Research & Development
Cloud solution used to discover new viruses
January 26, 2022
VANCOUVER – As scientists and governments grapple with new variants two years into the COVID-19 pandemic, an international research team led by the University of British Columbia’s Cloud Innovation Centre (CIC) have unlocked a trove of data that could help prevent future pandemics.
The project is called Serratus. “Our singular goal was to discover every coronavirus in the world,” said Artem Babaian (pictured), the project lead.
“At the start of the pandemic, there were only about 44 different species of coronaviruses identified. I felt a complete record of coronaviruses was incredibly important for fighting the pandemic and ensuring we had the tools to prevent another one from ever happening,” he said.
Babaian, a computational biologist, recruited his friend Jeff Taylor, a recent UBC computer engineering graduate, to execute what he calls an exceptionally simple idea. “We were just going to look at everything [in the Single Read Archive] and find every coronavirus possible,” said Babaian.

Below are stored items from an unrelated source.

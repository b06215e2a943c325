//! Retry policy. Wraps the SSH executor with a bounded geometric backoff
//! for transient network errors only.

use std::future::Future;
use std::time::Duration;

use tokio::time::sleep;
use xray_cp_common::{AppError, ErrorKind};

/// Default geometric backoff sequence.
pub fn default_backoff() -> Vec<Duration> {
    vec![
        Duration::from_secs(1),
        Duration::from_secs(2),
        Duration::from_secs(4),
    ]
}

/// Run `op` up to `backoff.len() + 1` times. Only `HOST_UNREACHABLE` and
/// `TIMEOUT` are retried; `AUTH_FAILED` and every other kind propagate
/// immediately. `is_cancelled` is polled before sleeping and after waking;
/// if set, the policy fails fast with `JOB_CANCELLED`.
pub async fn with_retry<T, F, Fut>(
    backoff: &[Duration],
    is_cancelled: impl Fn() -> bool,
    mut op: F,
) -> Result<T, AppError>
where
    F: FnMut() -> Fut,
    Fut: Future<Output = Result<T, AppError>>,
{
    let mut attempt = 0usize;
    loop {
        if is_cancelled() {
            return Err(AppError::new(ErrorKind::JobCancelled(
                "cancelled before SSH attempt".into(),
            )));
        }

        match op().await {
            Ok(value) => return Ok(value),
            Err(err) => {
                if !err.kind.is_retryable() || attempt >= backoff.len() {
                    return Err(err);
                }

                if is_cancelled() {
                    return Err(AppError::new(ErrorKind::JobCancelled(
                        "cancelled before retry backoff".into(),
                    )));
                }

                sleep(backoff[attempt]).await;
                attempt += 1;

                if is_cancelled() {
                    return Err(AppError::new(ErrorKind::JobCancelled(
                        "cancelled after retry backoff".into(),
                    )));
                }
            }
        }
    }
}

#[cfg(test)]
mod tests {
    use super::*;
    use std::sync::atomic::{AtomicUsize, Ordering};

    #[tokio::test]
    async fn auth_failed_is_attempted_exactly_once() {
        let calls = AtomicUsize::new(0);
        let result = with_retry(&default_backoff(), || false, || {
            calls.fetch_add(1, Ordering::SeqCst);
            async { Err::<(), _>(AppError::new(ErrorKind::AuthFailed)) }
        })
        .await;

        assert!(result.is_err());
        assert_eq!(calls.load(Ordering::SeqCst), 1);
    }

    #[tokio::test]
    async fn host_unreachable_retries_until_budget_exhausted() {
        let calls = AtomicUsize::new(0);
        let backoff = vec![Duration::from_millis(1), Duration::from_millis(1)];
        let result = with_retry(&backoff, || false, || {
            calls.fetch_add(1, Ordering::SeqCst);
            async { Err::<(), _>(AppError::new(ErrorKind::HostUnreachable)) }
        })
        .await;

        assert!(result.is_err());
        // initial attempt + 2 retries
        assert_eq!(calls.load(Ordering::SeqCst), 3);
    }

    #[tokio::test]
    async fn succeeds_after_transient_failures_within_budget() {
        let calls = AtomicUsize::new(0);
        let backoff = vec![Duration::from_millis(1), Duration::from_millis(1)];
        let result = with_retry(&backoff, || false, || {
            let n = calls.fetch_add(1, Ordering::SeqCst);
            async move {
                if n < 2 {
                    Err(AppError::new(ErrorKind::Timeout))
                } else {
                    Ok(42)
                }
            }
        })
        .await;

        assert_eq!(result.unwrap(), 42);
        assert_eq!(calls.load(Ordering::SeqCst), 3);
    }

    #[tokio::test]
    async fn cancellation_short_circuits_before_first_attempt() {
        let calls = AtomicUsize::new(0);
        let result = with_retry(&default_backoff(), || true, || {
            calls.fetch_add(1, Ordering::SeqCst);
            async { Ok::<_, AppError>(()) }
        })
        .await;

        assert!(matches!(result, Err(e) if e.kind.is_cancellation()));
        assert_eq!(calls.load(Ordering::SeqCst), 0);
    }
}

Simple ideas are not always easy. The public RNA and DNA data libraries located in the U.S. National Centre for Biotechnology Information’s Sequence Read Archive (SRA) have historically been incredibly difficult to fully access. There are over 40 million gigabytes of raw data in the SRA, and 20 million alone relating to RNA sequences, representing 5.7 million biological samples from all over the world.
This massive data cache was growing daily and outpacing Moore’s Law, a measure of traditional computing power.
According to Babaian’s back-of-the-napkin calculations, it would take one computer more than 2,000 years to process the data. Even standard high-performance computing would have required more than a year.
“Everyone has been putting their data in this archive for the last 14 years, but there’s so much and it’s growing so quickly that any kind of large-scale analysis seemed like an impossible task,” said Babaian.
In February 2020, AWS, together with the U.S. National Institutes of Health’s STRIDES Initiative, cloned the entire SRA to Amazon S3 (a cloud storage service).
With the database now in the cloud, Babaian approached the CIC – a UBC and Amazon Web Services (AWS) collaboration providing students, staff and faculty access to cloud technology and AWS expertise. They quickly assembled an international research team and got to work building cloud architecture that could quickly search the massive SRA database and find the viruses they were learning for.
“Before AWS, [Serratus] wouldn’t have been possible, it’s really the perfect case study for CIC,” said Coral Kennett, educational sales leader at AWS. “We’re intended to be a place where researchers and public sector organizations can experiment, fail fast and try again. We didn’t know if it was going to work, but that was the point in them bringing the project to us – to find out what we can do together and find a solution.”
By harnessing the power of 22,500 AWS compute instances and AWS’s cloud storage technology, Serratus split data into smaller chunks and distributed it across AWS architecture to be swiftly and cheaply analyzed. The project found 130,000 new RNA viruses, including nine new coronavirus species. At the cost of half a penny per library, Babaian and his team analyzed up to one million sequencing libraries per day – or 5.7 million in 11 days, taking breaks to sleep. The total cost came in at $24,000.
The team has taken these results and built a global viral surveillance system called The Open Virome, a database anyone in the medical or scientific community can search and within seconds know the origins of an unidentified virus if it has been sampled before.
“While we couldn’t prevent [COVID-19],” said Babaian, “we are creating the infrastructure to make next-generation diagnostics better and more sensitive, with the hope that the next outbreak will be caught earlier before it becomes a pandemic.”
Nature published a new paper co-authored by Babaian and Taylor detailing Serratus’ results this week.
With the database and sequences now publicly available, Babaian and his team will work towards integrating the rich evolutionary data into diagnostic tools.
“Serratus is a catalyst – we’re accelerating a change in virus discovery,” said Babaian. “We’re just one team, we can’t annotate all of this data. That’s why we’ve released it as open source to the public, to get it into biologists’ hands so it can be turned into meaningful human knowledge. Data is meaningless if it’s not knowledge.”